(Collected data)
⟨

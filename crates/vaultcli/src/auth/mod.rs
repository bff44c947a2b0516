use std::path::Path;

use clap::{Args, Subcommand};
use inquire::{error::InquireResult, Text};
use vaultcli_crypto::AuthChallenge;

use crate::{
    key_management::UserKeys,
    render::{CommandOutput, CommandResult},
};

#[derive(Subcommand, Clone)]
pub(crate) enum AuthCommand {
    #[command(long_about = "Sign a login challenge with your private key.")]
    Sign(SignArgs),
}

#[derive(Args, Clone)]
pub(crate) struct SignArgs {
    #[arg(long, help = "Account email, defaults to the one in the config file.")]
    pub(crate) email: Option<String>,

    #[arg(long, help = "Server time of the challenge.")]
    pub(crate) date: Option<String>,

    #[arg(long, help = "Print the whole request body instead of the signature only.")]
    pub(crate) request: bool,
}

impl AuthCommand {
    pub(crate) fn run(self, config_path: Option<&Path>) -> CommandResult {
        match self {
            AuthCommand::Sign(args) => args.run(config_path),
        }
    }
}

impl SignArgs {
    fn run(self, config_path: Option<&Path>) -> CommandResult {
        let keys = UserKeys::load(config_path)?;
        let email = self.email.unwrap_or_else(|| keys.config.email.clone());
        let date = text_prompt_when_none("Server date", self.date)?;

        let challenge = AuthChallenge::new(email, date);
        let cypher = keys.workspace_cypher()?;

        if self.request {
            Ok(CommandOutput::object(challenge.into_request(cypher)?))
        } else {
            Ok(challenge.sign(cypher)?.into())
        }
    }
}

/// Prompt the user for input if the value is None
///
/// Typically used when the user can provide a value via CLI or prompt
fn text_prompt_when_none(prompt: &str, val: Option<String>) -> InquireResult<String> {
    Ok(if let Some(val) = val {
        val
    } else {
        Text::new(prompt).prompt()?
    })
}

⟩

**WHAT IS EXPECTED**
"CommandOutput" is the string to look for; please copy every line of the records above where it appears.

**TASK OUTPUT**
    render::{CommandOutput, CommandResult},
            Ok(CommandOutput::object(challenge.into_request(cypher)?))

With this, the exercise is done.